Toll roads. Rhode Island and Connecticut developed turnpike (toll) systems for wagon roads in the early 1800s including most of the route from Providence to New London. The Providence and Pawcatuck Turnpike (opened 1820), and the Hopkinton and Richmond Turnpike (opened 1820) in Rhode Island, and the Groton and Stonington Turnpike (opened 1818) in Connnecticut replaced the Pequot Path which was closer to the shore. Most of these early pathways continue as roads today. Modern freeways usually parallel the older road systems.

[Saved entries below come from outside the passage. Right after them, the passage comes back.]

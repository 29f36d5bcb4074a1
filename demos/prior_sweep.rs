//! Prior predictive check for the slope and group-level priors of a sum-coded logistic model.
//!
//! This demo:
//! 1. Sweeps the reference slope SDs `{1, 1.5, 2}` under the shared `Normal(0, 1.5)` intercept
//! 2. Repeats the sweep with a by-group slope term for a few group-level scales
//! 3. Prints a summary of each cell's effect distribution and the prior mass on large effects
//!
//! Set `RUST_LOG=debug` to see each cell as it is simulated.

use logit_prior_check::sweep::{CellResult, Sweep, SweepConfig};
use std::error::Error;
use tracing_subscriber::EnvFilter;

/// Effects beyond this many probability points are treated as implausibly large.
const LARGE_EFFECT: f64 = 0.5;

fn print_table(title: &str, results: &[CellResult]) {
    println!("\n{title}");
    println!(
        "{:<28} {:<8} {:<10} {:<10} {:<26} {:<10}",
        "Cell", "Draws", "Mean", "Std. Dev.", "[2.5%, 50%, 97.5%]", "P(|e|>0.5)"
    );
    println!("{}", "-".repeat(96));
    for r in results {
        println!(
            "{:<28} {} {:.4}",
            r.cell.to_string(),
            r.summary(),
            r.distribution.tail_mass(LARGE_EFFECT)
        );
    }
}

fn main() -> Result<(), Box<dyn Error>> {
    tracing_subscriber::fmt()
        .with_env_filter(EnvFilter::from_default_env())
        .init();

    let slope_only = Sweep::new(SweepConfig::default());
    let results = slope_only.run()?;
    print_table("Slope priors", &results);

    let grouped = Sweep::new(SweepConfig::default().with_group_sds(vec![0.5, 1.0, 1.5]));
    #[cfg(feature = "rayon")]
    let results = grouped.run_par()?;
    #[cfg(not(feature = "rayon"))]
    let results = grouped.run()?;
    print_table("Slope and group-level priors (new group)", &results);

    Ok(())
}
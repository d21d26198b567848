//! Long-lived HTTP clients shared by the supplier adapters.
//!
//! Suppliers authenticating with Basic credentials get a dedicated client
//! that carries the `Authorization` header; everyone else shares one
//! client. Clients are created on first use, recreated after being
//! invalidated, and torn down exactly once by [`SessionPool::close`].
//! Adapters borrow sessions and never close them.

use crate::config::{AuthMode, PoolConfig, SupplierConfig};
use crate::error::SupplierError;
use base64::Engine;
use bytes::Bytes;
use dashmap::DashMap;
use parking_lot::RwLock;
use reqwest::dns::{Addrs, Name, Resolve, Resolving};
use reqwest::header::{HeaderMap, HeaderValue, AUTHORIZATION};
use std::collections::HashMap;
use std::net::SocketAddr;
use std::sync::atomic::{AtomicBool, AtomicUsize, Ordering};
use std::sync::Arc;
use std::time::{Duration, Instant};
use tokio::sync::Semaphore;
use tracing::{debug, info, warn};

#[derive(Debug, Clone, PartialEq, Eq, Hash)]
pub enum SessionKey {
    Shared,
    Dedicated(String),
}

impl SessionKey {
    pub fn for_supplier(supplier: &SupplierConfig) -> Self {
        if supplier.auth.needs_dedicated_session() {
            SessionKey::Dedicated(supplier.id.clone())
        } else {
            SessionKey::Shared
        }
    }
}

// Status and body of a completed exchange
#[derive(Debug, Clone)]
pub struct HttpReply {
    pub status: u16,
    pub body: Bytes,
}

impl HttpReply {
    pub fn is_success(&self) -> bool {
        (200..300).contains(&self.status)
    }

    pub fn text(&self) -> String {
        String::from_utf8_lossy(&self.body).into_owned()
    }
}

pub struct PooledSession {
    key: SessionKey,
    client: reqwest::Client,
    permits: Semaphore,
    closed: AtomicBool,
    created_at: Instant,
}

impl PooledSession {
    pub fn key(&self) -> &SessionKey {
        &self.key
    }

    pub fn client(&self) -> &reqwest::Client {
        &self.client
    }

    pub fn is_closed(&self) -> bool {
        self.closed.load(Ordering::SeqCst)
    }

    pub fn age(&self) -> Duration {
        self.created_at.elapsed()
    }

    fn mark_closed(&self) {
        self.closed.store(true, Ordering::SeqCst);
    }

    /// Send `request` and read the whole body, holding one of the
    /// session's connection permits for the duration.
    pub async fn execute(
        &self,
        request: reqwest::RequestBuilder,
        timeout: Duration,
    ) -> Result<HttpReply, SupplierError> {
        let _permit = self
            .permits
            .acquire()
            .await
            .map_err(|_| SupplierError::SessionPoolClosed)?;

        let response = request
            .timeout(timeout)
            .send()
            .await
            .map_err(|e| self.request_error(e, timeout))?;
        let status = response.status().as_u16();
        let body = response
            .bytes()
            .await
            .map_err(|e| self.request_error(e, timeout))?;

        Ok(HttpReply { status, body })
    }

    fn request_error(&self, err: reqwest::Error, timeout: Duration) -> SupplierError {
        if err.is_timeout() {
            return SupplierError::Timeout(timeout.as_millis() as u64);
        }
        if err.is_connect() {
            // The pool rebuilds the client on the next borrow
            self.mark_closed();
            warn!(key = ?self.key, error = %err, "Connection failed, session invalidated");
        }
        SupplierError::from(err)
    }
}

#[derive(Debug, Default)]
pub struct SessionStats {
    pub created: AtomicUsize,
    pub reused: AtomicUsize,
    pub recreated: AtomicUsize,
    pub closed: AtomicUsize,
}

#[derive(Debug, Default, Clone, PartialEq)]
pub struct SessionStatsReport {
    pub created: usize,
    pub reused: usize,
    pub recreated: usize,
    pub closed: usize,
    pub active: usize,
}

// Resolver shared by every pooled client; answers are kept for the TTL
#[derive(Debug)]
pub struct CachingResolver {
    ttl: Duration,
    cache: Arc<DashMap<String, (Instant, Vec<SocketAddr>)>>,
}

impl CachingResolver {
    pub fn new(ttl: Duration) -> Self {
        Self {
            ttl,
            cache: Arc::new(DashMap::new()),
        }
    }

    pub fn cached_hosts(&self) -> usize {
        self.cache.len()
    }
}

impl Resolve for CachingResolver {
    fn resolve(&self, name: Name) -> Resolving {
        let host = name.as_str().to_string();
        let ttl = self.ttl;
        let cached = self.cache.get(&host).and_then(|entry| {
            let (resolved_at, addrs) = entry.value();
            (resolved_at.elapsed() < ttl).then(|| addrs.clone())
        });
        Box::pin(resolve_uncached(host, cached, self.cache.clone()))
    }
}

async fn resolve_uncached(
    host: String,
    cached: Option<Vec<SocketAddr>>,
    cache: Arc<DashMap<String, (Instant, Vec<SocketAddr>)>>,
) -> Result<Addrs, Box<dyn std::error::Error + Send + Sync>> {
    let addrs = match cached {
        Some(addrs) => addrs,
        None => {
            let addrs: Vec<SocketAddr> = tokio::net::lookup_host((host.as_str(), 0)).await?.collect();
            debug!(host = %host, count = addrs.len(), "DNS answer cached");
            cache.insert(host, (Instant::now(), addrs.clone()));
            addrs
        }
    };
    Ok(Box::new(addrs.into_iter()))
}

pub struct SessionPool {
    config: PoolConfig,
    resolver: Arc<CachingResolver>,
    sessions: RwLock<HashMap<SessionKey, Arc<PooledSession>>>,
    closed: AtomicBool,
    stats: SessionStats,
}

impl SessionPool {
    pub fn new(config: PoolConfig) -> Self {
        let resolver = Arc::new(CachingResolver::new(Duration::from_secs(
            config.dns_cache_ttl_secs,
        )));
        Self {
            config,
            resolver,
            sessions: RwLock::new(HashMap::new()),
            closed: AtomicBool::new(false),
            stats: SessionStats::default(),
        }
    }

    /// Borrow the session for `supplier`, creating it on first use or if
    /// the previous one was invalidated.
    pub fn session(&self, supplier: &SupplierConfig) -> Result<Arc<PooledSession>, SupplierError> {
        if self.is_closed() {
            return Err(SupplierError::SessionPoolClosed);
        }
        let key = SessionKey::for_supplier(supplier);

        {
            let sessions = self.sessions.read();
            if let Some(session) = sessions.get(&key) {
                if !session.is_closed() {
                    self.stats.reused.fetch_add(1, Ordering::Relaxed);
                    return Ok(session.clone());
                }
            }
        }

        let mut sessions = self.sessions.write();
        // close() may have won the race for the lock
        if self.is_closed() {
            return Err(SupplierError::SessionPoolClosed);
        }
        match sessions.get(&key) {
            Some(session) if !session.is_closed() => {
                self.stats.reused.fetch_add(1, Ordering::Relaxed);
                return Ok(session.clone());
            }
            Some(_) => {
                self.stats.recreated.fetch_add(1, Ordering::Relaxed);
                info!(supplier = %supplier.id, key = ?key, "Recreating closed session");
            }
            None => {
                info!(supplier = %supplier.id, key = ?key, "Creating session");
            }
        }

        let session = Arc::new(self.build_session(key.clone(), supplier)?);
        self.stats.created.fetch_add(1, Ordering::Relaxed);
        sessions.insert(key, session.clone());
        Ok(session)
    }

    fn build_session(
        &self,
        key: SessionKey,
        supplier: &SupplierConfig,
    ) -> Result<PooledSession, SupplierError> {
        let keepalive = Duration::from_secs(self.config.keepalive_secs);
        let mut builder = reqwest::Client::builder()
            .pool_max_idle_per_host(self.config.max_connections_per_host)
            .pool_idle_timeout(keepalive)
            .tcp_keepalive(keepalive)
            .connect_timeout(Duration::from_millis(self.config.connect_timeout_ms))
            .dns_resolver(self.resolver.clone());

        if let AuthMode::Basic { username, password } = &supplier.auth {
            let token = base64::engine::general_purpose::STANDARD
                .encode(format!("{}:{}", username, password));
            let mut value = HeaderValue::from_str(&format!("Basic {}", token)).map_err(|e| {
                SupplierError::Other(format!("{}: invalid credentials header: {}", supplier.id, e))
            })?;
            value.set_sensitive(true);

            let mut headers = HeaderMap::new();
            headers.insert(AUTHORIZATION, value);
            builder = builder.default_headers(headers);
        }

        let client = builder.build().map_err(|e| {
            SupplierError::Other(format!("{}: failed to build HTTP client: {}", supplier.id, e))
        })?;

        Ok(PooledSession {
            key,
            client,
            permits: Semaphore::new(self.config.max_connections.max(1)),
            closed: AtomicBool::new(false),
            created_at: Instant::now(),
        })
    }

    /// Mark the supplier's session closed; the next borrow recreates it.
    pub fn invalidate(&self, supplier: &SupplierConfig) -> bool {
        let key = SessionKey::for_supplier(supplier);
        match self.sessions.read().get(&key) {
            Some(session) => {
                session.mark_closed();
                warn!(supplier = %supplier.id, key = ?key, "Session invalidated");
                true
            }
            None => false,
        }
    }

    /// Tear down every client. Returns how many were closed; later calls
    /// are no-ops returning 0.
    pub fn close(&self) -> usize {
        if self.closed.swap(true, Ordering::SeqCst) {
            return 0;
        }

        let drained: Vec<Arc<PooledSession>> = {
            let mut sessions = self.sessions.write();
            sessions.drain().map(|(_, session)| session).collect()
        };
        for session in &drained {
            session.mark_closed();
            session.permits.close();
        }

        self.stats.closed.fetch_add(drained.len(), Ordering::Relaxed);
        info!(count = drained.len(), "Session pool closed");
        drained.len()
    }

    pub fn is_closed(&self) -> bool {
        self.closed.load(Ordering::SeqCst)
    }

    pub fn session_count(&self) -> usize {
        self.sessions.read().len()
    }

    pub fn resolver(&self) -> &CachingResolver {
        &self.resolver
    }

    pub fn stats(&self) -> SessionStatsReport {
        SessionStatsReport {
            created: self.stats.created.load(Ordering::Relaxed),
            reused: self.stats.reused.load(Ordering::Relaxed),
            recreated: self.stats.recreated.load(Ordering::Relaxed),
            closed: self.stats.closed.load(Ordering::Relaxed),
            active: self.session_count(),
        }
    }
}

impl Default for SessionPool {
    fn default() -> Self {
        Self::new(PoolConfig::default())
    }
}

Decline. However, the use of early roads and turnpikes for moving settlers waned with the introduction of railroads. Settlers could travel faster, less expensively, and safer on railroads than on wagon roads. So, as railroads entered an area, the wagon-road traffic in that area declined. The first railroad from New London to Providence opened in 1839, but did not cause much decline in turnpike traffic. However, the railroad built in 1852 from New London to New Haven, which had previous connections with New York City, signaled the end of the toll roads. The next year, in 1853, the turnpikes from Providence to New London became public (free) roads.
Route[edit | edit source]
The Pequot Path connected Providence to New London through the following places:
Connecting Routes. The Pequot Path connected with other migration routes:
- The Old Roebuck Road from Boston to Providence, Providence County, Rhode Island Genealogy connects with the Pequot Path on the northest end in Providence.
- King's Highway, also known as the Boston Post Road, goes from Boston, Massachusetts to New York City, and south to Charleston, South Carolina. The lower Boston Post Road (King's Highway) went from Boston to Providence (aka Old Roebuck Road), from Providence to New London (aka Pequot Path), and extended west from the southwest end of the Pequot Path at New London to New Haven and then to New York.
Modern parallels. The modern road that approximately matches the Pequot Path from Providence, Rhode Island to New London, Connecticut is:
Settler Records[edit | edit source]
Providence was founded in 1636 by Roger Williams and other English Puritan dissenters. New London was settled by English Puritans in 1646. The Indian footpath between these places and Boston attracted settlers who would be able to more easily get access to markets. Many of the earliest settlers along the Pequot Path would have been from Boston, Massachusetts area, and prior to that from England. Look at the earliest deeds, tax records, and histories of towns along the Pequot Path to learn the names of the first settlers. If you already know the name of a settler near the Pequot Path, you have a good chance of finding his or her genealogy in sources like:
- Robert Charles Anderson, The Great Migration Begins: Immigrants to New England, 1620-1633, 3 vols. (Boston, Massachusetts: New England Historic Genealogical Society, c1995). At various libraries (WorldCat); FHL Book 974 W2a.
[edit | edit source]
- On the Trail of Benjamin Franklin: The Lower Boston Post Road (accessed 17 October 2014).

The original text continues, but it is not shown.